Records for this exercise:
<<<<
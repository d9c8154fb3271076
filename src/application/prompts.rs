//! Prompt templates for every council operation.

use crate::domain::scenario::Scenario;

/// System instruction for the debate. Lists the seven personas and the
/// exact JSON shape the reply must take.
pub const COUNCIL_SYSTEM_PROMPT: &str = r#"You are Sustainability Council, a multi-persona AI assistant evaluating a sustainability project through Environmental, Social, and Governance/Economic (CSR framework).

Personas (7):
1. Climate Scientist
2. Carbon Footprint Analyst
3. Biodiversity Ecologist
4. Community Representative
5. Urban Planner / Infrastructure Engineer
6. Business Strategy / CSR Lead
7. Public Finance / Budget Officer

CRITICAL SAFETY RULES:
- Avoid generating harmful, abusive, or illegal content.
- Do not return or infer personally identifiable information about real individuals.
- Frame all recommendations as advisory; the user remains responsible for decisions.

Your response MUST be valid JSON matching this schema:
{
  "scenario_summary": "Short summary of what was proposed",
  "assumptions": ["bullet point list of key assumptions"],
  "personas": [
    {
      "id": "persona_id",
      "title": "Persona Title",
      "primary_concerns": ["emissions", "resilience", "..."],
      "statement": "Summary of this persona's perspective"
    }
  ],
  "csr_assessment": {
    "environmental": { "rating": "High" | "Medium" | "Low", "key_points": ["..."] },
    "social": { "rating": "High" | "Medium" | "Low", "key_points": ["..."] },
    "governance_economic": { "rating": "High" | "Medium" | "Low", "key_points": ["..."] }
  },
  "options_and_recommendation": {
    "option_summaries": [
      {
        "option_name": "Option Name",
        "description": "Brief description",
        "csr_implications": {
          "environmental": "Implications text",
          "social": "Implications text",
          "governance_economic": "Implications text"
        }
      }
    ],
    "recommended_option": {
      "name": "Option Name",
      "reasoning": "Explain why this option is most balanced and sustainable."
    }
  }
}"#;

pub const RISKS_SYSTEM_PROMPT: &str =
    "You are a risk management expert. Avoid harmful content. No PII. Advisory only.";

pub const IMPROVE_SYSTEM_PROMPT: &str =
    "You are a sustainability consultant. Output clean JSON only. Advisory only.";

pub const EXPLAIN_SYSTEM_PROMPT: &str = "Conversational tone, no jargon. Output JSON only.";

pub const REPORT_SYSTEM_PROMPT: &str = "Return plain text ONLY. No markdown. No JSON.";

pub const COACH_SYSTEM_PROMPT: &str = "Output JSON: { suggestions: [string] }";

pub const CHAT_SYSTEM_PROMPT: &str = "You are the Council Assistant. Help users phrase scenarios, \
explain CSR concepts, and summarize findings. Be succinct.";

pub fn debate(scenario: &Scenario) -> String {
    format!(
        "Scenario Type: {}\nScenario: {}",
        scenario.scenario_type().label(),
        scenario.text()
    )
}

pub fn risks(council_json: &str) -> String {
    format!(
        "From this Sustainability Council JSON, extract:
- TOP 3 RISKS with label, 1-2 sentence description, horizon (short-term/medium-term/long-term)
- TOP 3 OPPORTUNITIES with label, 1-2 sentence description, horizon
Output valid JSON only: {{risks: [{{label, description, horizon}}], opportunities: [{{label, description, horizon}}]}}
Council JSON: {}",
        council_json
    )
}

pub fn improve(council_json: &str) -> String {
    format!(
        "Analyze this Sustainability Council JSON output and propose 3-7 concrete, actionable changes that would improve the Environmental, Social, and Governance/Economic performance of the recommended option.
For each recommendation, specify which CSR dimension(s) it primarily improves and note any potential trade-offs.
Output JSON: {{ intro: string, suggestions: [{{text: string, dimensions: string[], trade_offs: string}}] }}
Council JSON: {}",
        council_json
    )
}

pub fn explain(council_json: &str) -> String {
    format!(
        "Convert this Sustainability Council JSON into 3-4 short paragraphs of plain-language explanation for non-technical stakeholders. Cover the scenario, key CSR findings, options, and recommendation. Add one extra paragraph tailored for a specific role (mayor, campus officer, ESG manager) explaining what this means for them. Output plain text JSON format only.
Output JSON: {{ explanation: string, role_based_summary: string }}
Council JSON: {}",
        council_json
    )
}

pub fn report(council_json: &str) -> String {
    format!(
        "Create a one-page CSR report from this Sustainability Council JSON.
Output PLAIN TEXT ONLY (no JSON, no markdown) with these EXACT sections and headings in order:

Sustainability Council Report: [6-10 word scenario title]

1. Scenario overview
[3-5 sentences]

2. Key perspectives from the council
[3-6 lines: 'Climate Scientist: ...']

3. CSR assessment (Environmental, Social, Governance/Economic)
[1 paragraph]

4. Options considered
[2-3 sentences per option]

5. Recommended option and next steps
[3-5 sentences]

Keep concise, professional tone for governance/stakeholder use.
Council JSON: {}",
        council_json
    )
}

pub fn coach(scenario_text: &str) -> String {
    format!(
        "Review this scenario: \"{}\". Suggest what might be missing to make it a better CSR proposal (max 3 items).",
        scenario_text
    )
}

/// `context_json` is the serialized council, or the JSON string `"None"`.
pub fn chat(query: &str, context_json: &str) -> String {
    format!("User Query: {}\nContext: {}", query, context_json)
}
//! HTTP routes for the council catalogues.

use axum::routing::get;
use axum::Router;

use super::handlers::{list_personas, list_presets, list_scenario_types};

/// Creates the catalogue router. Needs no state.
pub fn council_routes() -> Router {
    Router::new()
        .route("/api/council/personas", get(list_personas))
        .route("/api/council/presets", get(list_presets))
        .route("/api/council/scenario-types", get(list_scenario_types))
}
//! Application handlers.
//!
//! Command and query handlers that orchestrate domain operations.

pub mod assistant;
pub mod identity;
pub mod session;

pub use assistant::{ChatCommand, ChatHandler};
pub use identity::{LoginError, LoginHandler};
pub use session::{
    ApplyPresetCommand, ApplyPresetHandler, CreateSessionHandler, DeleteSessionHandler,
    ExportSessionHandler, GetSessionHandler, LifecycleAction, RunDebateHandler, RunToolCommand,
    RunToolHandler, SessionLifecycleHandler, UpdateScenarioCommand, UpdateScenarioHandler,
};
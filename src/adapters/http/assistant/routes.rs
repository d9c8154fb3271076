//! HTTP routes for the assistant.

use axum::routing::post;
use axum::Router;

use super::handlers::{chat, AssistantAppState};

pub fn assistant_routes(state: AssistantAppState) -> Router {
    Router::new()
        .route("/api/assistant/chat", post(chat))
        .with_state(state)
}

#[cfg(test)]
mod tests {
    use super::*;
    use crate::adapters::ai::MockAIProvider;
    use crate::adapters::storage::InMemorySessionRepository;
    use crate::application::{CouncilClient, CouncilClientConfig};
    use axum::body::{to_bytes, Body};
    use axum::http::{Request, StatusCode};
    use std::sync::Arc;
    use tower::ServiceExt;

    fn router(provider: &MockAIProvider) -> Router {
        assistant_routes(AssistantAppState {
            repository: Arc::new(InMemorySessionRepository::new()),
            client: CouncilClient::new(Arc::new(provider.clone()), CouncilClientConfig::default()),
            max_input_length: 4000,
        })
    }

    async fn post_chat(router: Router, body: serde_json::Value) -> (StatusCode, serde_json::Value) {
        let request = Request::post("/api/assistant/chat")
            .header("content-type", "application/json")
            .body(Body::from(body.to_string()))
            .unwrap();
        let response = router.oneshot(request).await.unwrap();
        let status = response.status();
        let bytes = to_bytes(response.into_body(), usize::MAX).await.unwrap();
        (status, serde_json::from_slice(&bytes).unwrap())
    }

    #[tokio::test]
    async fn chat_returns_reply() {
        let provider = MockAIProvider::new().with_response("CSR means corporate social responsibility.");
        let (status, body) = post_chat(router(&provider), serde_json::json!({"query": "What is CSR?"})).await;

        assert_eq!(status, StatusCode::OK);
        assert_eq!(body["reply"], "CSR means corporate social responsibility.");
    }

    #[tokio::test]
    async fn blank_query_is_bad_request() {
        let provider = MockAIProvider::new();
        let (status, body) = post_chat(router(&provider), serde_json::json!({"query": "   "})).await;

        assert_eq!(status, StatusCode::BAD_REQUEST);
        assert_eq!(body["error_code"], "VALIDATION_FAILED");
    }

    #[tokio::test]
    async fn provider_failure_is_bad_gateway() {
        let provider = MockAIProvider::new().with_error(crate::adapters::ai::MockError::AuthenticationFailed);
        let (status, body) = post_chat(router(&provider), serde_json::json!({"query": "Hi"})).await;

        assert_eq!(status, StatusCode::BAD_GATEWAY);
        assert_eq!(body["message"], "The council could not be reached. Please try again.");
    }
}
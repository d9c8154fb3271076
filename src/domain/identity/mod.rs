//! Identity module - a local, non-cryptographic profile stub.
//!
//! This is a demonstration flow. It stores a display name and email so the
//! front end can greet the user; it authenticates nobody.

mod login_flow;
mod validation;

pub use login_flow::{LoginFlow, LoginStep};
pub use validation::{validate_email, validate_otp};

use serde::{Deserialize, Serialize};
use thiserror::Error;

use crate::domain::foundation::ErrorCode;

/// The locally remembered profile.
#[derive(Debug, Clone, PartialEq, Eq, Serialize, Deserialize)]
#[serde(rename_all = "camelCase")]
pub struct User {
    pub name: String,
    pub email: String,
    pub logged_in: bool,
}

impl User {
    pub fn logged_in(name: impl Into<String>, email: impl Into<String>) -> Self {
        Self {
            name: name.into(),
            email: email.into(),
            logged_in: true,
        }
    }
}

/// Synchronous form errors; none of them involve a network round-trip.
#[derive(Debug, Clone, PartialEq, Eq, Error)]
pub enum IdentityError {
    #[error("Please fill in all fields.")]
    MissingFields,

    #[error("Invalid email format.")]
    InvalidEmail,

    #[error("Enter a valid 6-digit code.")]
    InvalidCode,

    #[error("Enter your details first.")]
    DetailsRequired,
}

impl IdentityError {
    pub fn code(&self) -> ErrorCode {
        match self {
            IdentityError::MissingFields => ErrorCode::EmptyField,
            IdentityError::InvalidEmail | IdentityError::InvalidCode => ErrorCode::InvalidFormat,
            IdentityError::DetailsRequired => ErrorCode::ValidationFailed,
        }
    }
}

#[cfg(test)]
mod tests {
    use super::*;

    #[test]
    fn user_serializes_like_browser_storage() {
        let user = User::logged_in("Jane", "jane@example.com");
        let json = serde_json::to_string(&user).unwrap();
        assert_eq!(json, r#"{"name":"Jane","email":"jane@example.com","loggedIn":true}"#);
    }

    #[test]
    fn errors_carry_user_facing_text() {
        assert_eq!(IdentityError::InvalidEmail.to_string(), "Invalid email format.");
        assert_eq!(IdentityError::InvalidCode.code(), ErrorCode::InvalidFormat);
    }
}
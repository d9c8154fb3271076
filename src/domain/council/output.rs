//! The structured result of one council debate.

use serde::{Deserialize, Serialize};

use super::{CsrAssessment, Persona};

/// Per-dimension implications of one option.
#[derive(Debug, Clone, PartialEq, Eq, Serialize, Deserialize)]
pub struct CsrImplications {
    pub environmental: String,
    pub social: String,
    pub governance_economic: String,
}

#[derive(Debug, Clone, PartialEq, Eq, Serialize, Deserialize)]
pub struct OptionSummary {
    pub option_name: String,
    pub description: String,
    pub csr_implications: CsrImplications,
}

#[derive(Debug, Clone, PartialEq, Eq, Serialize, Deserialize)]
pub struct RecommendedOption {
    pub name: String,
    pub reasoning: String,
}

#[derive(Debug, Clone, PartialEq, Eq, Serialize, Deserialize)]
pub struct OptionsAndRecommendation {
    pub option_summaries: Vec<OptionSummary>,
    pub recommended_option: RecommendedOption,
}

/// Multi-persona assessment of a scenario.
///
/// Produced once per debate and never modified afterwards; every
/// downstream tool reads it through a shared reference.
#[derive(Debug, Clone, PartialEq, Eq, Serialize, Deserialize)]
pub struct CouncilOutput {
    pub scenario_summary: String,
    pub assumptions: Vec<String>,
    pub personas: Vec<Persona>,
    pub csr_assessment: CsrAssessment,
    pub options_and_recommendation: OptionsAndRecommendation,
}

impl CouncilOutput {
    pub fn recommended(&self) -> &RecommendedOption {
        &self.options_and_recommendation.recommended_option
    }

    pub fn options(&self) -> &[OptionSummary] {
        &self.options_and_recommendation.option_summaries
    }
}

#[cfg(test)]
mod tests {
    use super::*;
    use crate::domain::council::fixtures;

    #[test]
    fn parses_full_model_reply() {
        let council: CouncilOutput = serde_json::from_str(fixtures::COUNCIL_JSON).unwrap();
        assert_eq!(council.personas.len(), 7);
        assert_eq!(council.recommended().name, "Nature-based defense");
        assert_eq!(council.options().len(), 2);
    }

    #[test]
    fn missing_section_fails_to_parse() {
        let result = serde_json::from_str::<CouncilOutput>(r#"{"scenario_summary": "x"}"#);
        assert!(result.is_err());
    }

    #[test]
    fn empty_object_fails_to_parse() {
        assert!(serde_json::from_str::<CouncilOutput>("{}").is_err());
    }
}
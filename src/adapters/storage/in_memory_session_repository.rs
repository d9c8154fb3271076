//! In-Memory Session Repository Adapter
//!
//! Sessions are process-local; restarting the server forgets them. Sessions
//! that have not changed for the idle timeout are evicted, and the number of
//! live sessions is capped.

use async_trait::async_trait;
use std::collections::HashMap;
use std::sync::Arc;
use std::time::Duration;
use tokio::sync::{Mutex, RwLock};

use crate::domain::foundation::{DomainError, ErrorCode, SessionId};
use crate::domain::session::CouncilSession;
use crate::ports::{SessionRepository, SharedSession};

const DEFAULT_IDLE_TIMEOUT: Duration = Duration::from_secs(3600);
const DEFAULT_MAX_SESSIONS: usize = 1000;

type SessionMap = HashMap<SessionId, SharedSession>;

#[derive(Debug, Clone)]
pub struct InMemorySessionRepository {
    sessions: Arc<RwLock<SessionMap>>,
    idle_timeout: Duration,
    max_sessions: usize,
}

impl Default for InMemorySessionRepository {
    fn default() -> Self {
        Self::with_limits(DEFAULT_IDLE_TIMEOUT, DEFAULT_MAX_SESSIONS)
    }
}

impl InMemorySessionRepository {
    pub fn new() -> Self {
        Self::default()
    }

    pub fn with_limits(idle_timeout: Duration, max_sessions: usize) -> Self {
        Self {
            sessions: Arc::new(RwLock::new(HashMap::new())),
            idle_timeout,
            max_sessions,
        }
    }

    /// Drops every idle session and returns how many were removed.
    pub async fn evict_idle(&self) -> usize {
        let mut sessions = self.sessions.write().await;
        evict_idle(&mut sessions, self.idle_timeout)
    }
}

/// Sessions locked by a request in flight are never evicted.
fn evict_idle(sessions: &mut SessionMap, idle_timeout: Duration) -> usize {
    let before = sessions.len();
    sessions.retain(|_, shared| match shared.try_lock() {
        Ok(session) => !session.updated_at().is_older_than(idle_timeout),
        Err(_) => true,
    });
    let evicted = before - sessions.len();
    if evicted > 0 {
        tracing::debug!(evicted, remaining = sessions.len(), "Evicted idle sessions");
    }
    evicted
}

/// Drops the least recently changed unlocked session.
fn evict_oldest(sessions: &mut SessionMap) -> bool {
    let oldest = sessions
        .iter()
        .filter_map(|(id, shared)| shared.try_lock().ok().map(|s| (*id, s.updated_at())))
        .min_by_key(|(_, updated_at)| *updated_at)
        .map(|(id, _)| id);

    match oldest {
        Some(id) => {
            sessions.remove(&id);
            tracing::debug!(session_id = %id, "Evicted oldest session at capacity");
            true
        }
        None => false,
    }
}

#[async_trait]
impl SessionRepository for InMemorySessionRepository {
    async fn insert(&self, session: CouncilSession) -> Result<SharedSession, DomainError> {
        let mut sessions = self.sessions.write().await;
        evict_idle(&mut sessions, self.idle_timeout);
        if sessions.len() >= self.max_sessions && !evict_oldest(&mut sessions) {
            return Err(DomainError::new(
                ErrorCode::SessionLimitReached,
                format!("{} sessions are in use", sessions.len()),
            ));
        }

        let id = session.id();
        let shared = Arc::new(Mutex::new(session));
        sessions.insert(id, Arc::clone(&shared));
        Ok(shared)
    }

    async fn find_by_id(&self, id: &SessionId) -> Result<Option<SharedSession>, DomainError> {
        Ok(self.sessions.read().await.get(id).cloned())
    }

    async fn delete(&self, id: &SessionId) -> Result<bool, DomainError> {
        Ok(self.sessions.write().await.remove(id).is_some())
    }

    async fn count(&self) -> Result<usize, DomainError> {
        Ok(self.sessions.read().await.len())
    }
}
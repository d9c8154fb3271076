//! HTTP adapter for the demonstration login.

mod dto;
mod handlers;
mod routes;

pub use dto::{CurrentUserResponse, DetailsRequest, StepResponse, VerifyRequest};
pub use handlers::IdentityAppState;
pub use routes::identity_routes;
>>>>
Looking at the records, how many lines include "before"? Respond with the number only.

Result of this exercise: 2